#### Data provided:
__________________________________________________

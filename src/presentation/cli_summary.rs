use crate::application::monitoring::PerfReport;
use crate::domain::comparison::DataComparisonResult;
use crate::domain::reconciliation::TableReconciliation;
use colored::*;
use tabled::settings::{object::Columns, Alignment, Modify, Style};
use tabled::{Table, Tabled};

#[derive(Tabled)]
struct TableRow {
    table: String,
    #[tabled(rename = "rows A")]
    rows_a: String,
    #[tabled(rename = "rows B")]
    rows_b: String,
    matching: String,
    #[tabled(rename = "only A")]
    only_a: String,
    #[tabled(rename = "only B")]
    only_b: String,
    changed: String,
}

#[derive(Tabled)]
struct SummaryRow {
    metric: String,
    value: String,
}

fn count(n: usize, color: fn(String) -> ColoredString) -> String {
    if n == 0 {
        n.to_string().dimmed().to_string()
    } else {
        color(n.to_string()).to_string()
    }
}

fn table_row(t: &TableReconciliation) -> TableRow {
    let name = if t.is_identical() {
        t.table_name.green().to_string()
    } else {
        t.table_name.bold().to_string()
    };
    TableRow {
        table: name,
        rows_a: t.row_count_a.to_string(),
        rows_b: t.row_count_b.to_string(),
        matching: t.matching_rows.to_string(),
        only_a: count(t.only_in_a.len(), |s| s.red()),
        only_b: count(t.only_in_b.len(), |s| s.green()),
        changed: count(t.row_differences.len(), |s| s.yellow()),
    }
}

pub fn print_summary(result: &DataComparisonResult) {
    println!();

    println!("{}", "RECONCILY SUMMARY".bold().cyan());
    println!("Run: {}", result.run_id.bright_yellow());
    println!();

    if result.tables.is_empty() {
        println!("{}", "No common tables to reconcile.".italic());
        return;
    }

    let rows: Vec<TableRow> = result.tables.values().map(table_row).collect();
    let table = Table::new(rows)
        .with(Style::rounded())
        .with(Modify::new(Columns::new(1..=6)).with(Alignment::right()))
        .to_string();
    println!("{table}");

    for t in result.tables.values() {
        println!("  {} {}", t.table_name.bold(), t.classification.summary().dimmed());
    }

    let s = &result.summary;
    let mut summary_rows = vec![
        SummaryRow {
            metric: "Tables compared".into(),
            value: s.total_tables.to_string(),
        },
        SummaryRow {
            metric: "Identical tables".into(),
            value: s.identical_tables.to_string().green().to_string(),
        },
        SummaryRow {
            metric: "Tables with differences".into(),
            value: count(s.tables_with_differences, |v| v.yellow()),
        },
        SummaryRow {
            metric: "Rows compared".into(),
            value: s.total_rows_compared.to_string(),
        },
        SummaryRow {
            metric: "Total differences".into(),
            value: s.total_differences.to_string().bold().to_string(),
        },
    ];
    if s.total_uuid_columns > 0 {
        summary_rows.push(SummaryRow {
            metric: "Identifier values (A / B)".into(),
            value: format!("{} / {}", s.total_uuid_values_a, s.total_uuid_values_b),
        });
        summary_rows.push(SummaryRow {
            metric: "Integrity check".into(),
            value: if s.integrity_check {
                "passed".green().to_string()
            } else {
                "FAILED".red().bold().to_string()
            },
        });
    }

    let summary_table = Table::new(summary_rows)
        .with(Style::rounded())
        .with(Modify::new(Columns::new(1..=1)).with(Alignment::right()))
        .to_string();

    println!();
    println!("{summary_table}");

    if !result.warnings.is_empty() {
        println!();
        println!("{}", "WARNINGS".bold().yellow());
        for w in &result.warnings {
            println!("  {} {}", "!".yellow(), w);
        }
    }
    println!();
}

// ─── Identifier tracking ──────────────────────────────────────────────────────

#[derive(Tabled)]
struct UuidRow {
    table: String,
    column: String,
    pattern: String,
    #[tabled(rename = "values A")]
    values_a: String,
    #[tabled(rename = "values B")]
    values_b: String,
    #[tabled(rename = "normalized match")]
    matched: String,
}

/// Print per-column identifier statistics for tables tracked under
/// `include_with_tracking`. Prints nothing when no table was tracked.
pub fn print_uuid_summary(result: &DataComparisonResult) {
    let rows: Vec<UuidRow> = result
        .tables
        .values()
        .filter_map(|t| t.uuid_statistics.as_ref().map(|s| (t, s)))
        .flat_map(|(t, stats)| {
            stats.columns.iter().map(move |(column, c)| UuidRow {
                table: t.table_name.bold().to_string(),
                column: column.clone(),
                pattern: c.pattern.to_string().dimmed().to_string(),
                values_a: c.non_null_a.to_string(),
                values_b: c.non_null_b.to_string(),
                matched: format_percentage(c.match_percentage),
            })
        })
        .collect();

    if rows.is_empty() {
        return;
    }

    println!("{}", "IDENTIFIER TRACKING".bold().cyan());
    let table = Table::new(rows)
        .with(Style::rounded())
        .with(Modify::new(Columns::new(3..=5)).with(Alignment::right()))
        .to_string();
    println!("{table}");
    println!();
}

fn format_percentage(p: f64) -> String {
    let s = format!("{p:.1}%");
    if p >= 100.0 {
        s.green().to_string()
    } else if p >= 80.0 {
        s.yellow().to_string()
    } else {
        s.red().to_string()
    }
}

// ─── Performance summary ──────────────────────────────────────────────────────

#[derive(Tabled)]
struct PerfRow {
    operation: String,
    table: String,
    #[tabled(rename = "rows")]
    rows: String,
    #[tabled(rename = "time (ms)")]
    duration_ms: String,
}

/// Print a performance timing table to stdout.
pub fn print_perf_summary(report: &PerfReport) {
    if report.timings.is_empty() {
        return;
    }

    println!("{}", "PERFORMANCE".bold().cyan());

    let rows: Vec<PerfRow> = report
        .timings
        .iter()
        .map(|t| PerfRow {
            operation: t.operation.dimmed().to_string(),
            table: t.table.bold().to_string(),
            rows: t.rows.to_string(),
            duration_ms: format_duration(t.duration_ms),
        })
        .collect();

    let table = Table::new(rows)
        .with(Style::rounded())
        .with(Modify::new(Columns::new(2..=3)).with(Alignment::right()))
        .to_string();

    println!("{table}");

    println!(
        "  Total: {} row(s) fetched  ·  {} ms in table stages",
        report.total_rows_fetched.to_string().bold(),
        format_duration(report.total_ms),
    );
    println!();
}

fn format_duration(ms: u128) -> String {
    if ms >= 1_000 {
        format!("{:.1}s", ms as f64 / 1_000.0).yellow().to_string()
    } else if ms >= 100 {
        ms.to_string().yellow().to_string()
    } else {
        ms.to_string().green().to_string()
    }
}
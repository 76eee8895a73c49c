use chrono::Utc;
use serde::Serialize;
use std::collections::BTreeMap;
use uuid::Uuid;

use crate::domain::error::ClassificationWarning;
use crate::domain::reconciliation::TableReconciliation;

/// Result of one reconciliation run, keyed by table name.
#[derive(Debug, Clone, Serialize)]
pub struct DataComparisonResult {
    pub run_id: String,
    pub created_at: String,
    pub tables: BTreeMap<String, TableReconciliation>,
    pub summary: Summary,
    /// User patterns that failed to compile and were skipped.
    #[serde(skip_serializing_if = "Vec::is_empty")]
    pub warnings: Vec<ClassificationWarning>,
}

#[derive(Debug, Clone, PartialEq, Serialize)]
pub struct Summary {
    pub total_tables: usize,
    pub identical_tables: usize,
    pub tables_with_differences: usize,
    pub total_rows_compared: usize,
    pub total_differences: usize,
    pub total_uuid_columns: usize,
    pub total_uuid_values_a: usize,
    pub total_uuid_values_b: usize,
    /// `false` as soon as one tracked table has differing non-null identifier
    /// counts between sides. A count heuristic, not a per-row proof.
    pub integrity_check: bool,
}

impl Summary {
    pub fn from_tables(tables: &BTreeMap<String, TableReconciliation>) -> Self {
        let total_tables = tables.len();
        let identical_tables = tables.values().filter(|t| t.is_identical()).count();
        let total_rows_compared = tables.values().map(|t| t.row_count_a + t.row_count_b).sum();
        let total_differences = tables.values().map(|t| t.difference_count()).sum();

        let tracked: Vec<_> = tables
            .values()
            .filter_map(|t| t.uuid_statistics.as_ref())
            .collect();

        Summary {
            total_tables,
            identical_tables,
            tables_with_differences: total_tables - identical_tables,
            total_rows_compared,
            total_differences,
            total_uuid_columns: tracked.iter().map(|s| s.uuid_columns.len()).sum(),
            total_uuid_values_a: tracked.iter().map(|s| s.total_values_a).sum(),
            total_uuid_values_b: tracked.iter().map(|s| s.total_values_b).sum(),
            integrity_check: tracked.iter().all(|s| s.counts_match()),
        }
    }
}

impl DataComparisonResult {
    pub fn new(
        tables: BTreeMap<String, TableReconciliation>,
        warnings: Vec<ClassificationWarning>,
    ) -> Self {
        let summary = Summary::from_tables(&tables);
        DataComparisonResult {
            run_id: format!(
                "rc_{}_{}",
                Utc::now().format("%Y%m%d_%H%M%S"),
                Uuid::new_v4().simple()
            ),
            created_at: Utc::now().to_rfc3339(),
            tables,
            summary,
            warnings,
        }
    }

    pub fn total_differences(&self) -> usize {
        self.summary.total_differences
    }

    pub fn integrity_check(&self) -> bool {
        self.summary.integrity_check
    }
}
use serde::{Deserialize, Serialize};
use std::collections::BTreeSet;

/// Newtype for table names
#[derive(Debug, Clone, PartialEq, Eq, Hash, PartialOrd, Ord, Serialize, Deserialize)]
pub struct TableName(pub String);

impl TableName {
    pub fn as_str(&self) -> &str {
        &self.0
    }
}

impl std::fmt::Display for TableName {
    fn fmt(&self, f: &mut std::fmt::Formatter<'_>) -> std::fmt::Result {
        self.0.fmt(f)
    }
}

impl From<&str> for TableName {
    fn from(s: &str) -> Self {
        TableName(s.to_string())
    }
}

/// Columns left out of fingerprinting and diffing for one table.
#[derive(Debug, Clone, Default, PartialEq, Eq, Serialize, Deserialize)]
pub struct ExcludedColumns(pub BTreeSet<String>);

impl ExcludedColumns {
    pub fn contains(&self, col: &str) -> bool {
        self.0.contains(col)
    }

    pub fn len(&self) -> usize {
        self.0.len()
    }

    pub fn is_empty(&self) -> bool {
        self.0.is_empty()
    }
}

impl<S: Into<String>> FromIterator<S> for ExcludedColumns {
    fn from_iter<I: IntoIterator<Item = S>>(iter: I) -> Self {
        ExcludedColumns(iter.into_iter().map(Into::into).collect())
    }
}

__________________________________________________

From the data above, output only the lines between the line containing "self.0.contains(col)" and the line containing "fn from_iter<I: IntoIterator<Item", inclusive, exactly as written.

        self.0.contains(col)
    }

    pub fn len(&self) -> usize {
        self.0.len()
    }

    pub fn is_empty(&self) -> bool {
        self.0.is_empty()
    }
}

impl<S: Into<String>> FromIterator<S> for ExcludedColumns {
    fn from_iter<I: IntoIterator<Item = S>>(iter: I) -> Self {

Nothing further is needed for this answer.